At the start of Bug Jack Barron, Barron and Howards are locked in an uneasy equilibrium. Barron has the ability to go after
Howards but then Howards would force the FCC to shut him down, Howards could take Barron off air but before the FCC
could do so Barron would have time to launch an all out attack on him. However a series of coincidences and chance
admissions lead Barron to suspect that there is more at stake than simply a monopoly on freezing.

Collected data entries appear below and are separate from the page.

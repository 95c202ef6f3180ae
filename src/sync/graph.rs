//! In-memory replicated graph: path -> value map plus a broadcast update feed.
//!
//! Backs the in-process transport, the relay client's local mirror and the
//! relay server's state.

use dashmap::DashMap;
use futures::future::BoxFuture;
use futures::{FutureExt, StreamExt};
use serde_json::Value;
use std::sync::atomic::{AtomicBool, Ordering};
use std::sync::Arc;
use tokio::sync::broadcast;
use tokio::sync::broadcast::error::RecvError;

use super::{ChildStream, Transport, TransportPath, ValueStream};
use crate::error::{SyncError, SyncResult};

const UPDATE_CAPACITY: usize = 4096;

#[derive(Debug, Clone, PartialEq)]
pub struct GraphUpdate {
    pub path: TransportPath,
    pub value: Option<Value>,
    /// Relay connection that produced the write, if any
    pub origin: Option<u64>,
}

pub struct Graph {
    entries: DashMap<TransportPath, Value>,
    updates: broadcast::Sender<GraphUpdate>,
}

impl Graph {
    pub fn new() -> Self {
        let (updates, _rx) = broadcast::channel(UPDATE_CAPACITY);
        Self {
            entries: DashMap::new(),
            updates,
        }
    }

    /// Store a value (or drop it on tombstone) and broadcast the update.
    pub fn apply(&self, path: TransportPath, value: Option<Value>, origin: Option<u64>) {
        match &value {
            Some(v) if !v.is_null() => {
                self.entries.insert(path.clone(), v.clone());
            }
            _ => {
                self.entries.remove(&path);
            }
        }
        let value = value.filter(|v| !v.is_null());
        let _ = self.updates.send(GraphUpdate {
            path,
            value,
            origin,
        });
    }

    pub fn get(&self, path: &TransportPath) -> Option<Value> {
        self.entries.get(path).map(|v| v.value().clone())
    }

    pub fn len(&self) -> usize {
        self.entries.len()
    }

    pub fn is_empty(&self) -> bool {
        self.entries.is_empty()
    }

    /// Live direct children of `parent`, sorted by key.
    pub fn children(&self, parent: &TransportPath) -> Vec<(String, Value)> {
        let mut children: Vec<(String, Value)> = self
            .entries
            .iter()
            .filter_map(|entry| {
                entry
                    .key()
                    .child_of(parent)
                    .map(|key| (key.to_string(), entry.value().clone()))
            })
            .collect();
        children.sort_by(|a, b| a.0.cmp(&b.0));
        children
    }

    /// Every live entry at or below `prefix`.
    pub fn entries_under(&self, prefix: &TransportPath) -> Vec<(TransportPath, Value)> {
        let mut entries: Vec<(TransportPath, Value)> = self
            .entries
            .iter()
            .filter(|entry| entry.key().starts_with(prefix))
            .map(|entry| (entry.key().clone(), entry.value().clone()))
            .collect();
        entries.sort_by(|a, b| a.0.cmp(&b.0));
        entries
    }

    pub fn updates(&self) -> broadcast::Receiver<GraphUpdate> {
        self.updates.subscribe()
    }

    pub fn watch_path(&self, path: &TransportPath) -> ValueStream {
        // Subscribe before reading so nothing falls between the two.
        let rx = self.updates.subscribe();
        let current = self.get(path);
        let path = path.clone();

        let live = futures::stream::unfold(rx, move |mut rx| {
            let path = path.clone();
            async move {
                loop {
                    match rx.recv().await {
                        Ok(update) if update.path == path => return Some((update.value, rx)),
                        Ok(_) => continue,
                        Err(RecvError::Lagged(skipped)) => {
                            tracing::warn!(%path, skipped, "subscriber lagged behind updates");
                        }
                        Err(RecvError::Closed) => return None,
                    }
                }
            }
        });

        futures::stream::iter(current.map(Some)).chain(live).boxed()
    }

    pub fn watch_children(&self, parent: &TransportPath) -> ChildStream {
        let rx = self.updates.subscribe();
        let current: Vec<(String, Option<Value>)> = self
            .children(parent)
            .into_iter()
            .map(|(key, value)| (key, Some(value)))
            .collect();
        let parent = parent.clone();

        let live = futures::stream::unfold(rx, move |mut rx| {
            let parent = parent.clone();
            async move {
                loop {
                    match rx.recv().await {
                        Ok(update) => {
                            if let Some(key) = update.path.child_of(&parent) {
                                return Some(((key.to_string(), update.value), rx));
                            }
                        }
                        Err(RecvError::Lagged(skipped)) => {
                            tracing::warn!(%parent, skipped, "child subscriber lagged behind updates");
                        }
                        Err(RecvError::Closed) => return None,
                    }
                }
            }
        });

        futures::stream::iter(current).chain(live).boxed()
    }
}

impl Default for Graph {
    fn default() -> Self {
        Self::new()
    }
}

/// In-process transport. Every handle obtained through [`MemoryTransport::peer`]
/// behaves like a separate replica connected to the same relay.
#[derive(Clone)]
pub struct MemoryTransport {
    graph: Arc<Graph>,
    offline: Arc<AtomicBool>,
}

impl MemoryTransport {
    pub fn new() -> Self {
        Self {
            graph: Arc::new(Graph::new()),
            offline: Arc::new(AtomicBool::new(false)),
        }
    }

    /// Another replica on the same in-memory relay, with its own link state.
    pub fn peer(&self) -> Self {
        Self {
            graph: self.graph.clone(),
            offline: Arc::new(AtomicBool::new(false)),
        }
    }

    /// Simulate losing (or regaining) the link: reads and writes fail while offline.
    pub fn set_offline(&self, offline: bool) {
        self.offline.store(offline, Ordering::SeqCst);
    }

    pub fn graph(&self) -> &Arc<Graph> {
        &self.graph
    }

    fn check_link(&self, path: &TransportPath) -> SyncResult<()> {
        if self.offline.load(Ordering::SeqCst) {
            Err(SyncError::transport(path, "link offline"))
        } else {
            Ok(())
        }
    }
}

impl Default for MemoryTransport {
    fn default() -> Self {
        Self::new()
    }
}

impl Transport for MemoryTransport {
    fn put(&self, path: &TransportPath, value: Option<Value>) -> BoxFuture<'_, SyncResult<()>> {
        let result = self.check_link(path).map(|()| {
            self.graph.apply(path.clone(), value, None);
        });
        futures::future::ready(result).boxed()
    }

    fn once(&self, path: &TransportPath) -> BoxFuture<'_, SyncResult<Option<Value>>> {
        let result = self.check_link(path).map(|()| self.graph.get(path));
        futures::future::ready(result).boxed()
    }

    fn subscribe(&self, path: &TransportPath) -> ValueStream {
        self.graph.watch_path(path)
    }

    fn map_on(&self, path: &TransportPath) -> ChildStream {
        self.graph.watch_children(path)
    }
}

Since Spinrad uses both Barron and Howards as viewpoint characters, the fact that Howards is up to something comes
as no surprise. Equally, the discovery of what this something might be is not played out in typical lone detective
thriller style. Instead the power of the novel comes from the pair's gladiatorial attempts to best each other,
particularly in the arena of Bug Jack Barron. Their verbal sparing is particularly effective as it contrasts with
the looser narrative descriptions. These, at times, approach stream-of-consciousness but are always kept under a
tight rein, giving focused rambles such as:
In their design of the book, Toxic make much play of the controversial nature of Bug Jack Barron. Donald A Wollheim's
denunciation of it as "depraved, cynical, utterly repulsive and thoroughly degenerate" is proudly displayed on the
front cover. However this is another case of the modern reader being left wondering why. The word "nigger" appears
prominently throughout the book, there's a little bit of sex and some very minor drug use and that's about it. It
doesn't add up to much and anyone attracted by the shock value is bound to be disappointed. Instead Toxic should
have promoted the book's exploration of timeless and universally relevant theme of big business corrupting democratic
process, an exploration executed with vicious pragmatism by Spinrad.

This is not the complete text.